Write only the number of lines below in which "actor" occurs.

BEGIN Information supplied

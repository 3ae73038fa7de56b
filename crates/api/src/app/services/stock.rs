use chrono::Utc;
use serde::{Deserialize, Serialize};
use tracing::{info, instrument};

use inventaris_core::{DomainError, Money, ProductId};
use inventaris_infra::store::{
    Page, PageRequest, ProductQuery, ProductRepository, TransactionLog, UnitOfWork,
};
use inventaris_inventory::{
    LowStockAlert, MovementDetails, MovementKind, StockTransaction, low_stock_alerts, move_stock,
};
use inventaris_products::{Product, StockStatus};

use super::{AppServices, ServiceError, ServiceResult, lock_products};

/// Maximum number of movements accepted by one bulk adjustment.
pub const MAX_BULK_ADJUSTMENTS: usize = 500;

/// One manual stock movement.
#[derive(Debug, Clone, PartialEq, Eq, Deserialize)]
pub struct StockAdjustment {
    pub product_id: ProductId,
    #[serde(rename = "type")]
    pub kind: MovementKind,
    pub quantity: i64,
    pub reason: String,
    pub unit_price: Option<Money>,
    pub reference: Option<String>,
    pub notes: Option<String>,
}

/// A row of the stock overview.
#[derive(Debug, Clone, PartialEq, Eq, Serialize)]
pub struct StockLevel {
    pub product_id: ProductId,
    pub name: String,
    pub sku: String,
    pub category: String,
    pub quantity: i64,
    pub min_stock: i64,
    pub purchase_price: Money,
    pub selling_price: Money,
    pub stock_value: Money,
    pub status: StockStatus,
}

impl From<&Product> for StockLevel {
    fn from(p: &Product) -> Self {
        Self {
            product_id: p.id_typed(),
            name: p.name().to_string(),
            sku: p.sku().to_string(),
            category: p.category().to_string(),
            quantity: p.stock(),
            min_stock: p.min_stock(),
            purchase_price: p.purchase_price(),
            selling_price: p.selling_price(),
            stock_value: p.stock_value(),
            status: p.stock_status(),
        }
    }
}

#[derive(Debug, Clone, Serialize)]
pub struct AdjustmentOutcome {
    pub product: Product,
    pub transaction: StockTransaction,
}

#[derive(Debug, Clone, Serialize)]
pub struct ProductHistory {
    pub product: Product,
    pub transactions: Page<StockTransaction>,
}

impl AppServices {
    pub async fn stock_levels(
        &self,
        query: &ProductQuery,
        page: PageRequest,
    ) -> ServiceResult<Page<StockLevel>> {
        let mut uow = self.begin().await?;
        let products = uow.list_products(query, page).await?;
        Ok(products
            .try_map(|p| Ok::<_, std::convert::Infallible>(StockLevel::from(&p)))
            .unwrap_or_else(|never| match never {}))
    }

    /// Apply one movement together with its log row.
    #[instrument(
        skip(self, adjustment),
        fields(product_id = %adjustment.product_id, kind = %adjustment.kind, quantity = adjustment.quantity),
        err
    )]
    pub async fn adjust_stock(
        &self,
        adjustment: StockAdjustment,
        actor: Option<String>,
    ) -> ServiceResult<AdjustmentOutcome> {
        let now = Utc::now();
        let mut uow = self.begin().await?;
        let (product, transaction) = apply_adjustment(uow.as_mut(), adjustment, actor, now).await?;
        uow.commit().await?;

        info!(
            product_id = %product.id_typed(),
            old_stock = transaction.old_stock,
            new_stock = transaction.new_stock,
            "stock adjusted"
        );
        Ok(AdjustmentOutcome {
            product,
            transaction,
        })
    }

    /// Apply every movement or none of them.
    #[instrument(skip(self, adjustments), fields(count = adjustments.len()), err)]
    pub async fn bulk_adjust_stock(
        &self,
        adjustments: Vec<StockAdjustment>,
        actor: Option<String>,
    ) -> ServiceResult<Vec<StockTransaction>> {
        if adjustments.is_empty() {
            return Err(DomainError::validation("adjustments must not be empty").into());
        }
        if adjustments.len() > MAX_BULK_ADJUSTMENTS {
            return Err(DomainError::validation(format!(
                "at most {MAX_BULK_ADJUSTMENTS} adjustments per request"
            ))
            .into());
        }

        let now = Utc::now();
        let mut uow = self.begin().await?;
        lock_products(
            uow.as_mut(),
            adjustments.iter().map(|a| a.product_id).collect(),
        )
        .await?;
        let mut transactions = Vec::with_capacity(adjustments.len());
        for adjustment in adjustments {
            let (_, tx) = apply_adjustment(uow.as_mut(), adjustment, actor.clone(), now).await?;
            transactions.push(tx);
        }
        uow.commit().await?;

        info!(count = transactions.len(), "bulk stock adjustment applied");
        Ok(transactions)
    }

    pub async fn stock_history(
        &self,
        product_id: ProductId,
        page: PageRequest,
    ) -> ServiceResult<ProductHistory> {
        let mut uow = self.begin().await?;
        let product = uow
            .get_product(product_id)
            .await?
            .ok_or(ServiceError::NotFound("product"))?;
        let transactions = uow.transactions_for_product(product_id, page).await?;
        Ok(ProductHistory {
            product,
            transactions,
        })
    }

    pub async fn stock_alerts(&self) -> ServiceResult<Vec<LowStockAlert>> {
        let mut uow = self.begin().await?;
        let products = uow.all_products().await?;
        Ok(low_stock_alerts(&products))
    }

    pub async fn recent_transactions(&self, limit: u32) -> ServiceResult<Vec<StockTransaction>> {
        let mut uow = self.begin().await?;
        Ok(uow.recent_transactions(limit).await?)
    }

    pub async fn product_transactions(
        &self,
        product_id: ProductId,
        page: PageRequest,
    ) -> ServiceResult<Page<StockTransaction>> {
        let mut uow = self.begin().await?;
        if uow.get_product(product_id).await?.is_none() {
            return Err(ServiceError::NotFound("product"));
        }
        Ok(uow.transactions_for_product(product_id, page).await?)
    }
}

async fn apply_adjustment(
    uow: &mut dyn UnitOfWork,
    adjustment: StockAdjustment,
    actor: Option<String>,
    now: chrono::DateTime<Utc>,
) -> ServiceResult<(Product, StockTransaction)> {
    if adjustment.reason.trim().is_empty() {
        return Err(DomainError::validation("reason is required").into());
    }
    let mut product = uow
        .lock_product(adjustment.product_id)
        .await?
        .ok_or(ServiceError::NotFound("product"))?;

    let details = MovementDetails {
        reason: adjustment.reason.trim().to_string(),
        unit_price: adjustment.unit_price,
        reference: adjustment.reference,
        notes: adjustment.notes,
        performed_by: actor,
    };
    let tx = move_stock(&mut product, adjustment.kind, adjustment.quantity, details, now)?;
    uow.update_product(&product).await?;
    uow.record_transaction(&tx).await?;
    Ok((product, tx))
}

#[cfg(test)]
mod tests {
    use super::*;
    use crate::app::services::products::tests::new_product;

    fn adjustment(product_id: ProductId, kind: MovementKind, quantity: i64) -> StockAdjustment {
        StockAdjustment {
            product_id,
            kind,
            quantity,
            reason: "cycle count".into(),
            unit_price: None,
            reference: None,
            notes: None,
        }
    }

    #[tokio::test]
    async fn adjustment_logs_before_and_after() {
        let services = AppServices::in_memory();
        let p = services
            .create_product(new_product("Bolt", "Hardware", 10), None, None)
            .await
            .unwrap();

        let out = services
            .adjust_stock(adjustment(p.id_typed(), MovementKind::Out, 4), Some("bob".into()))
            .await
            .unwrap();
        assert_eq!(out.product.stock(), 6);
        assert_eq!((out.transaction.old_stock, out.transaction.new_stock), (10, 6));

        let set = services
            .adjust_stock(adjustment(p.id_typed(), MovementKind::Adjustment, 2), None)
            .await
            .unwrap();
        assert_eq!(set.product.stock(), 2);

        let history = services
            .stock_history(p.id_typed(), PageRequest::new(None, None, 20))
            .await
            .unwrap();
        assert_eq!(history.transactions.total, 3);
        assert_eq!(history.transactions.items[0].kind, MovementKind::Adjustment);
    }

    #[tokio::test]
    async fn outbound_beyond_stock_is_refused_and_nothing_changes() {
        let services = AppServices::in_memory();
        let p = services
            .create_product(new_product("Nut", "Hardware", 3), None, None)
            .await
            .unwrap();

        let err = services
            .adjust_stock(adjustment(p.id_typed(), MovementKind::Out, 5), None)
            .await
            .unwrap_err();
        match err {
            ServiceError::Domain(DomainError::InsufficientStock {
                available,
                requested,
                ..
            }) => assert_eq!((available, requested), (3, 5)),
            other => panic!("unexpected error: {other:?}"),
        }

        let detail = services.get_product(p.id_typed()).await.unwrap();
        assert_eq!(detail.product.stock(), 3);
        assert_eq!(detail.recent_transactions.len(), 1);
    }

    #[tokio::test]
    async fn bulk_adjust_is_all_or_nothing() {
        let services = AppServices::in_memory();
        let a = services
            .create_product(new_product("A", "Misc", 5), None, None)
            .await
            .unwrap();
        let b = services
            .create_product(new_product("B", "Misc", 1), None, None)
            .await
            .unwrap();

        let err = services
            .bulk_adjust_stock(
                vec![
                    adjustment(a.id_typed(), MovementKind::In, 10),
                    adjustment(b.id_typed(), MovementKind::Out, 2),
                ],
                None,
            )
            .await
            .unwrap_err();
        assert!(matches!(err, ServiceError::Domain(DomainError::InsufficientStock { .. })));
        assert_eq!(services.get_product(a.id_typed()).await.unwrap().product.stock(), 5);

        let txs = services
            .bulk_adjust_stock(
                vec![
                    adjustment(a.id_typed(), MovementKind::In, 10),
                    adjustment(a.id_typed(), MovementKind::Out, 3),
                    adjustment(b.id_typed(), MovementKind::Out, 1),
                ],
                None,
            )
            .await
            .unwrap();
        assert_eq!(txs.len(), 3);
        assert_eq!(txs[1].old_stock, 15);
        assert_eq!(services.get_product(a.id_typed()).await.unwrap().product.stock(), 12);
        assert_eq!(services.get_product(b.id_typed()).await.unwrap().product.stock(), 0);
    }

    #[tokio::test]
    async fn alerts_list_low_and_empty_products() {
        let services = AppServices::in_memory();
        services
            .create_product(new_product("Plenty", "Misc", 50), None, None)
            .await
            .unwrap();
        services
            .create_product(new_product("Few", "Misc", 2), None, None)
            .await
            .unwrap();
        services
            .create_product(new_product("None", "Misc", 0), None, None)
            .await
            .unwrap();

        let alerts = services.stock_alerts().await.unwrap();
        let names: Vec<&str> = alerts.iter().map(|a| a.name.as_str()).collect();
        assert_eq!(names, vec!["None", "Few"]);
    }

    #[tokio::test]
    async fn stock_levels_filter_by_status() {
        let services = AppServices::in_memory();
        services
            .create_product(new_product("Plenty", "Misc", 50), None, None)
            .await
            .unwrap();
        services
            .create_product(new_product("Few", "Misc", 2), None, None)
            .await
            .unwrap();

        let query = ProductQuery {
            stock_status: Some(StockStatus::LowStock),
            ..ProductQuery::default()
        };
        let page = services
            .stock_levels(&query, PageRequest::new(None, None, 15))
            .await
            .unwrap();
        assert_eq!(page.total, 1);
        assert_eq!(page.items[0].name, "Few");
        assert_eq!(page.items[0].status, StockStatus::LowStock);
    }
}
#[async_trait::async_trait]
impl SalesOrderRepository for PostgresUnitOfWork {
    #[instrument(skip(self), fields(sales_order_id = %id), err)]
    async fn get_sales_order(&mut self, id: SalesOrderId) -> StoreResult<Option<SalesOrder>> {
        let rows = sqlx::query(concat!(
            "SELECT ",
            sales_order_columns!(),
            " FROM sales_orders WHERE id = $1"
        ))
        .bind(id.as_uuid())
        .fetch_all(&mut *self.tx)
        .await
        .map_err(|e| map_sqlx_error("get_sales_order", e))?;
        Ok(self.hydrate_sales_orders(rows).await?.pop())
    }

    #[instrument(skip(self), fields(sales_order_id = %id), err)]
    async fn lock_sales_order(&mut self, id: SalesOrderId) -> StoreResult<Option<SalesOrder>> {
        let rows = sqlx::query(concat!(
            "SELECT ",
            sales_order_columns!(),
            " FROM sales_orders WHERE id = $1 FOR UPDATE"
        ))
        .bind(id.as_uuid())
        .fetch_all(&mut *self.tx)
        .await
        .map_err(|e| map_sqlx_error("lock_sales_order", e))?;
        Ok(self.hydrate_sales_orders(rows).await?.pop())
    }

    #[instrument(skip(self, query), fields(page = page.page), err)]
    async fn list_sales_orders(
        &mut self,
        query: &OrderQuery<SalesOrderStatus>,
        page: PageRequest,
    ) -> StoreResult<Page<SalesOrder>> {
        let status = query.status.map(|s| s.as_str());

        let mut count = QueryBuilder::<Postgres>::new("SELECT COUNT(*) FROM sales_orders");
        push_order_filters(&mut count, query, status, "so_number", "customer_name");
        let total: i64 = count
            .build_query_scalar()
            .fetch_one(&mut *self.tx)
            .await
            .map_err(|e| map_sqlx_error("count_sales_orders", e))?;

        let mut select = QueryBuilder::<Postgres>::new(concat!(
            "SELECT ",
            sales_order_columns!(),
            " FROM sales_orders"
        ));
        push_order_filters(&mut select, query, status, "so_number", "customer_name");
        select
            .push(" ORDER BY created_at DESC, id DESC LIMIT ")
            .push_bind(page.limit() as i64)
            .push(" OFFSET ")
            .push_bind(page.offset() as i64);
        let rows = select
            .build()
            .fetch_all(&mut *self.tx)
            .await
            .map_err(|e| map_sqlx_error("list_sales_orders", e))?;

        Ok(Page {
            items: self.hydrate_sales_orders(rows).await?,
            total: total.max(0) as u64,
            page: page.page,
            per_page: page.per_page,
        })
    }

    #[instrument(skip(self), err)]
    async fn all_sales_orders(&mut self) -> StoreResult<Vec<SalesOrder>> {
        let rows = sqlx::query(concat!(
            "SELECT ",
            sales_order_columns!(),
            " FROM sales_orders ORDER BY created_at, id"
        ))
        .fetch_all(&mut *self.tx)
        .await
        .map_err(|e| map_sqlx_error("all_sales_orders", e))?;
        self.hydrate_sales_orders(rows).await
    }

    #[instrument(skip(self, order), fields(so_number = order.so_number()), err)]
    async fn insert_sales_order(&mut self, order: &SalesOrder) -> StoreResult<()> {
        sqlx::query(
            r#"
            INSERT INTO sales_orders (
                id, so_number, customer_name, customer_email, customer_phone, order_date,
                expected_delivery, shipping_address, notes, status, total_amount,
                created_at, updated_at
            )
            VALUES ($1, $2, $3, $4, $5, $6, $7, $8, $9, $10, $11, $12, $13)
            "#,
        )
        .bind(order.id_typed().as_uuid())
        .bind(order.so_number())
        .bind(order.customer_name())
        .bind(order.customer_email())
        .bind(order.customer_phone())
        .bind(order.order_date())
        .bind(order.expected_delivery())
        .bind(order.shipping_address())
        .bind(order.notes())
        .bind(order.status().as_str())
        .bind(order.total_amount().minor())
        .bind(order.created_at())
        .bind(order.updated_at())
        .execute(&mut *self.tx)
        .await
        .map_err(|e| map_sqlx_error("insert_sales_order", e))?;

        self.replace_sales_order_lines(order).await
    }

    #[instrument(skip(self, order), fields(so_number = order.so_number()), err)]
    async fn update_sales_order(&mut self, order: &SalesOrder) -> StoreResult<()> {
        let result = sqlx::query(
            r#"
            UPDATE sales_orders SET
                customer_name = $2,
                customer_email = $3,
                customer_phone = $4,
                order_date = $5,
                expected_delivery = $6,
                shipping_address = $7,
                notes = $8,
                status = $9,
                total_amount = $10,
                updated_at = $11
            WHERE id = $1
            "#,
        )
        .bind(order.id_typed().as_uuid())
        .bind(order.customer_name())
        .bind(order.customer_email())
        .bind(order.customer_phone())
        .bind(order.order_date())
        .bind(order.expected_delivery())
        .bind(order.shipping_address())
        .bind(order.notes())
        .bind(order.status().as_str())
        .bind(order.total_amount().minor())
        .bind(order.updated_at())
        .execute(&mut *self.tx)
        .await
        .map_err(|e| map_sqlx_error("update_sales_order", e))?;
        if result.rows_affected() == 0 {
            return Err(StoreError::NotFound(format!("sales order {}", order.id_typed())));
        }

        self.replace_sales_order_lines(order).await
    }

    #[instrument(skip(self), fields(sales_order_id = %id), err)]
    async fn delete_sales_order(&mut self, id: SalesOrderId) -> StoreResult<()> {
        let result = sqlx::query("DELETE FROM sales_orders WHERE id = $1")
            .bind(id.as_uuid())
            .execute(&mut *self.tx)
            .await
            .map_err(|e| map_sqlx_error("delete_sales_order", e))?;
        if result.rows_affected() == 0 {
            return Err(StoreError::NotFound(format!("sales order {id}")));
        }
        Ok(())
    }

    async fn so_number_exists(&mut self, so_number: &str) -> StoreResult<bool> {
        sqlx::query_scalar::<_, bool>("SELECT EXISTS (SELECT 1 FROM sales_orders WHERE so_number = $1)")
            .bind(so_number)
            .fetch_one(&mut *self.tx)
            .await
            .map_err(|e| map_sqlx_error("so_number_exists", e))
    }

    async fn product_on_sales_orders(&mut self, product_id: ProductId) -> StoreResult<bool> {
        self.exists(
            "product_on_sales_orders",
            "SELECT EXISTS (SELECT 1 FROM sales_order_items WHERE product_id = $1)",
            *product_id.as_uuid(),
        )
        .await
    }
}

#[async_trait::async_trait]
impl TransactionLog for PostgresUnitOfWork {
    #[instrument(
        skip(self, transaction),
        fields(product_id = %transaction.product_id, kind = %transaction.kind),
        err
    )]
    async fn record_transaction(&mut self, transaction: &StockTransaction) -> StoreResult<()> {
        sqlx::query(
            r#"
            INSERT INTO stock_transactions (
                id, product_id, kind, quantity, old_stock, new_stock, unit_price,
                reason, reference, notes, performed_by, created_at
            )
            VALUES ($1, $2, $3, $4, $5, $6, $7, $8, $9, $10, $11, $12)
            "#,
        )
        .bind(transaction.id.as_uuid())
        .bind(transaction.product_id.as_uuid())
        .bind(transaction.kind.as_str())
        .bind(transaction.quantity)
        .bind(transaction.old_stock)
        .bind(transaction.new_stock)
        .bind(transaction.unit_price.map(|p| p.minor()))
        .bind(&transaction.reason)
        .bind(transaction.reference.as_deref())
        .bind(transaction.notes.as_deref())
        .bind(transaction.performed_by.as_deref())
        .bind(transaction.created_at)
        .execute(&mut *self.tx)
        .await
        .map_err(|e| map_sqlx_error("record_transaction", e))?;
        Ok(())
    }

    async fn product_has_transactions(&mut self, product_id: ProductId) -> StoreResult<bool> {
        self.exists(
            "product_has_transactions",
            "SELECT EXISTS (SELECT 1 FROM stock_transactions WHERE product_id = $1)",
            *product_id.as_uuid(),
        )
        .await
    }

    #[instrument(skip(self), fields(product_id = %product_id, page = page.page), err)]
    async fn transactions_for_product(
        &mut self,
        product_id: ProductId,
        page: PageRequest,
    ) -> StoreResult<Page<StockTransaction>> {
        let total: i64 =
            sqlx::query_scalar("SELECT COUNT(*) FROM stock_transactions WHERE product_id = $1")
                .bind(product_id.as_uuid())
                .fetch_one(&mut *self.tx)
                .await
                .map_err(|e| map_sqlx_error("count_product_transactions", e))?;

        let query = sqlx::query(concat!(
            "SELECT ",
            transaction_columns!(),
            " FROM stock_transactions WHERE product_id = $1 \
              ORDER BY created_at DESC, id DESC LIMIT $2 OFFSET $3"
        ))
        .bind(*product_id.as_uuid())
        .bind(page.limit() as i64)
        .bind(page.offset() as i64);
        let items = self.fetch_transactions("transactions_for_product", query).await?;

        Ok(Page {
            items,
            total: total.max(0) as u64,
            page: page.page,
            per_page: page.per_page,
        })
    }

    #[instrument(skip(self), err)]
    async fn recent_transactions(&mut self, limit: u32) -> StoreResult<Vec<StockTransaction>> {
        let query = sqlx::query(concat!(
            "SELECT ",
            transaction_columns!(),
            " FROM stock_transactions ORDER BY created_at DESC, id DESC LIMIT $1"
        ))
        .bind(i64::from(limit));
        self.fetch_transactions("recent_transactions", query).await
    }

    #[instrument(skip(self), err)]
    async fn transactions_between(
        &mut self,
        from: DateTime<Utc>,
        to: DateTime<Utc>,
    ) -> StoreResult<Vec<StockTransaction>> {
        let query = sqlx::query(concat!(
            "SELECT ",
            transaction_columns!(),
            " FROM stock_transactions WHERE created_at BETWEEN $1 AND $2 ORDER BY created_at, id"
        ))
        .bind(from)
        .bind(to);
        self.fetch_transactions("transactions_between", query).await
    }

    #[instrument(skip(self), err)]
    async fn all_transactions(&mut self) -> StoreResult<Vec<StockTransaction>> {
        let query = sqlx::query(concat!(
            "SELECT ",
            transaction_columns!(),
            " FROM stock_transactions ORDER BY created_at, id"
        ));
        self.fetch_transactions("all_transactions", query).await
    }
}

#[async_trait::async_trait]
impl UnitOfWork for PostgresUnitOfWork {
    async fn commit(self: Box<Self>) -> StoreResult<()> {
        self.tx
            .commit()
            .await
            .map_err(|e| map_sqlx_error("commit", e))
    }
}

// ---------------------------------------------------------------------------
// Row mapping
// ---------------------------------------------------------------------------

fn corrupt(table: &'static str) -> impl Fn(sqlx::Error) -> StoreError {
    move |e| StoreError::Corrupt(format!("{table}: {e}"))
}

fn money(minor: i64) -> StoreResult<Money> {
    Money::try_new(minor).map_err(|e| StoreError::Corrupt(e.to_string()))
}

fn parse<T>(value: &str) -> StoreResult<T>
where
    T: core::str::FromStr,
    T::Err: core::fmt::Display,
{
    value
        .parse()
        .map_err(|e: T::Err| StoreError::Corrupt(e.to_string()))
}

fn product_from_row(row: &PgRow) -> StoreResult<Product> {
    ProductRow::from_row(row)
        .map_err(corrupt("products"))?
        .into_product()
}

fn supplier_from_row(row: &PgRow) -> StoreResult<Supplier> {
    let r = SupplierRow::from_row(row).map_err(corrupt("suppliers"))?;
    Ok(Supplier::restore(SupplierParts {
        id: SupplierId::from_uuid(r.id),
        name: r.name,
        contact: ContactInfo {
            contact_person: r.contact_person,
            email: r.email,
            phone: r.phone,
            address: r.address,
        },
        notes: r.notes,
        status: parse::<SupplierStatus>(&r.status)?,
        created_at: r.created_at,
        updated_at: r.updated_at,
    }))
}

#[derive(Debug)]
struct ProductRow {
    id: Uuid,
    name: String,
    sku: String,
    description: Option<String>,
    category: String,
    purchase_price: i64,
    selling_price: i64,
    stock: i64,
    min_stock: i64,
    status: String,
    created_at: DateTime<Utc>,
    updated_at: DateTime<Utc>,
}

impl<'r> FromRow<'r, PgRow> for ProductRow {
    fn from_row(row: &'r PgRow) -> Result<Self, sqlx::Error> {
        Ok(ProductRow {
            id: row.try_get("id")?,
            name: row.try_get("name")?,
            sku: row.try_get("sku")?,
            description: row.try_get("description")?,
            category: row.try_get("category")?,
            purchase_price: row.try_get("purchase_price")?,
            selling_price: row.try_get("selling_price")?,
            stock: row.try_get("stock")?,
            min_stock: row.try_get("min_stock")?,
            status: row.try_get("status")?,
            created_at: row.try_get("created_at")?,
            updated_at: row.try_get("updated_at")?,
        })
    }
}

END Information supplied

* _Answer space_
6